> **Task requirements**
All of the entries are to be returned word for word.

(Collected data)
◆ ◆ ◆ ◆

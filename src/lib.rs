pub mod frame;
pub mod hdr;
pub mod pipeline;
pub mod source;

use std::path::Path;

use arc_swap::ArcSwap;
use serde::{Deserialize, Serialize};
use thiserror::Error;

pub use frame::{Frame, FrameUnit, Frameset};
pub use hdr::HdrMerge;
pub use pipeline::ProcessingBlock;

/// Global configuration that can be atomically swapped at runtime
pub static CONFIG: once_cell::sync::Lazy<ArcSwap<Config>> =
    once_cell::sync::Lazy::new(|| ArcSwap::from_pointee(Config::default()));

/// System configuration
#[derive(Debug, Clone, Default, Serialize, Deserialize)]
#[serde(default)]
pub struct Config {
    pub hdr: HdrConfig,
    pub worker: WorkerConfig,
    pub source: SourceConfig,
}

#[derive(Debug, Clone, Serialize, Deserialize)]
#[serde(default)]
pub struct HdrConfig {
    /// IR at or below this is under-saturated
    pub ir_under_saturated: u8,
    /// IR at or above this is over-saturated
    pub ir_over_saturated: u8,
    /// Only pairs are supported
    pub sequence_size: i64,
    /// Drop a held id-0 frameset older than this when id 1 arrives
    pub pending_timeout_ms: Option<u64>,
}

#[derive(Debug, Clone, Serialize, Deserialize)]
#[serde(default)]
pub struct WorkerConfig {
    pub queue_depth: usize,
    pub pin_core: Option<usize>, // CPU pinning for the block thread
}

#[derive(Debug, Clone, Serialize, Deserialize)]
#[serde(default)]
pub struct SourceConfig {
    pub width: u32,
    pub height: u32,
    pub fps: u32,
    pub with_infrared: bool,
    pub frame_limit: Option<u64>,
}

impl Default for HdrConfig {
    fn default() -> Self {
        Self {
            ir_under_saturated: 0x05,
            ir_over_saturated: 0xfa,
            sequence_size: 2,
            pending_timeout_ms: None,
        }
    }
}

impl Default for WorkerConfig {
    fn default() -> Self {
        Self {
            queue_depth: 8,
            pin_core: None,
        }
    }
}

impl Default for SourceConfig {
    fn default() -> Self {
        Self {
            width: 64,
            height: 48,
            fps: 30,
            with_infrared: true,
            frame_limit: Some(300),
        }
    }
}

#[derive(Debug, Error)]
pub enum ConfigError {
    #[error("failed to load configuration: {0}")]
    Load(#[from] config::ConfigError),
    #[error("invalid configuration: {0}")]
    Invalid(String),
}

impl Config {
    /// Layer defaults, an optional TOML file and `HDR_MERGE__*` env vars
    pub fn load(path: Option<&Path>) -> Result<Self, ConfigError> {
        let mut builder =
            config::Config::builder().add_source(config::Config::try_from(&Config::default())?);
        if let Some(path) = path {
            builder = builder.add_source(config::File::from(path).required(true));
        }
        builder = builder.add_source(
            config::Environment::with_prefix("HDR_MERGE")
                .prefix_separator("__")
                .separator("__")
                .try_parsing(true),
        );

        let config: Config = builder.build()?.try_deserialize()?;
        config.validate()?;
        Ok(config)
    }

    pub fn validate(&self) -> Result<(), ConfigError> {
        let hdr = &self.hdr;
        if hdr.ir_under_saturated >= hdr.ir_over_saturated {
            return Err(ConfigError::Invalid(format!(
                "ir_under_saturated ({}) must be below ir_over_saturated ({})",
                hdr.ir_under_saturated, hdr.ir_over_saturated
            )));
        }
        if hdr.sequence_size != 2 {
            return Err(ConfigError::Invalid(format!(
                "sequence_size {} unsupported, only 2",
                hdr.sequence_size
            )));
        }
        if self.worker.queue_depth == 0 {
            return Err(ConfigError::Invalid("worker.queue_depth must be > 0".into()));
        }
        if self.source.width == 0 || self.source.height == 0 || self.source.fps == 0 {
            return Err(ConfigError::Invalid(
                "source width, height and fps must be non-zero".into(),
            ));
        }
        Ok(())
    }
}

/// Per-stage counters collected throughout the pipeline
#[derive(Debug, Default, Clone, Copy, PartialEq, Eq)]
pub struct Metrics {
    pub frames_in: u64,
    pub merged: u64,
    pub merged_with_ir: u64,
    pub rejected: u64,
    pub dropped: u64,
    pub evicted: u64,
    pub alloc_failures: u64,
    pub stale_discards: u64,
}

◆ ◆ ◆ ◆

> **Solution below**
filename src/lib.rs
pub mod frame;
pub mod hdr;
pub mod pipeline;
pub mod source;

use std::path::Path;

use arc_swap::ArcSwap;
use serde::{Deserialize, Serialize};
use thiserror::Error;

pub use frame::{Frame, FrameUnit, Frameset};
pub use hdr::HdrMerge;
pub use pipeline::ProcessingBlock;

/// Global configuration that can be atomically swapped at runtime
pub static CONFIG: once_cell::sync::Lazy<ArcSwap<Config>> =
    once_cell::sync::Lazy::new(|| ArcSwap::from_pointee(Config::default()));

/// System configuration
#[derive(Debug, Clone, Default, Serialize, Deserialize)]
#[serde(default)]
pub struct Config {
    pub hdr: HdrConfig,
    pub worker: WorkerConfig,
    pub source: SourceConfig,
}

#[derive(Debug, Clone, Serialize, Deserialize)]
#[serde(default)]
pub struct HdrConfig {
    /// IR at or below this is under-saturated
    pub ir_under_saturated: u8,
    /// IR at or above this is over-saturated
    pub ir_over_saturated: u8,
    /// Only pairs are supported
    pub sequence_size: i64,
    /// Drop a held id-0 frameset older than this when id 1 arrives
    pub pending_timeout_ms: Option<u64>,
}

#[derive(Debug, Clone, Serialize, Deserialize)]
#[serde(default)]
pub struct WorkerConfig {
    pub queue_depth: usize,
    pub pin_core: Option<usize>, // CPU pinning for the block thread
}

#[derive(Debug, Clone, Serialize, Deserialize)]
#[serde(default)]
pub struct SourceConfig {
    pub width: u32,
    pub height: u32,
    pub fps: u32,
    pub with_infrared: bool,
    pub frame_limit: Option<u64>,
}

impl Default for HdrConfig {
    fn default() -> Self {
        Self {
            ir_under_saturated: 0x05,
            ir_over_saturated: 0xfa,
            sequence_size: 2,
            pending_timeout_ms: None,
        }
    }
}

impl Default for WorkerConfig {
    fn default() -> Self {
        Self {
            queue_depth: 8,
            pin_core: None,
        }
    }
}

impl Default for SourceConfig {
    fn default() -> Self {
        Self {
            width: 64,
            height: 48,
            fps: 30,
            with_infrared: true,
            frame_limit: Some(300),
        }
    }
}

#[derive(Debug, Error)]
pub enum ConfigError {
    #[error("failed to load configuration: {0}")]
    Load(#[from] config::ConfigError),
    #[error("invalid configuration: {0}")]
    Invalid(String),
}

impl Config {
    /// Layer defaults, an optional TOML file and `HDR_MERGE__*` env vars
    pub fn load(path: Option<&Path>) -> Result<Self, ConfigError> {
        let mut builder =
            config::Config::builder().add_source(config::Config::try_from(&Config::default())?);
        if let Some(path) = path {
            builder = builder.add_source(config::File::from(path).required(true));
        }
        builder = builder.add_source(
            config::Environment::with_prefix("HDR_MERGE")
                .prefix_separator("__")
                .separator("__")
                .try_parsing(true),
        );

        let config: Config = builder.build()?.try_deserialize()?;
        config.validate()?;
        Ok(config)
    }

    pub fn validate(&self) -> Result<(), ConfigError> {
        let hdr = &self.hdr;
        if hdr.ir_under_saturated >= hdr.ir_over_saturated {
            return Err(ConfigError::Invalid(format!(
                "ir_under_saturated ({}) must be below ir_over_saturated ({})",
                hdr.ir_under_saturated, hdr.ir_over_saturated
            )));
        }
        if hdr.sequence_size != 2 {
            return Err(ConfigError::Invalid(format!(
                "sequence_size {} unsupported, only 2",
                hdr.sequence_size
            )));
        }
        if self.worker.queue_depth == 0 {
            return Err(ConfigError::Invalid("worker.queue_depth must be > 0".into()));
        }
        if self.source.width == 0 || self.source.height == 0 || self.source.fps == 0 {
            return Err(ConfigError::Invalid(
                "source width, height and fps must be non-zero".into(),
            ));
        }
        Ok(())
    }
}

/// Per-stage counters collected throughout the pipeline
#[derive(Debug, Default, Clone, Copy, PartialEq, Eq)]
pub struct Metrics {
    pub frames_in: u64,
    pub merged: u64,
    pub merged_with_ir: u64,
    pub rejected: u64,
    pub dropped: u64,
    pub evicted: u64,
    pub alloc_failures: u64,
    pub stale_discards: u64,
}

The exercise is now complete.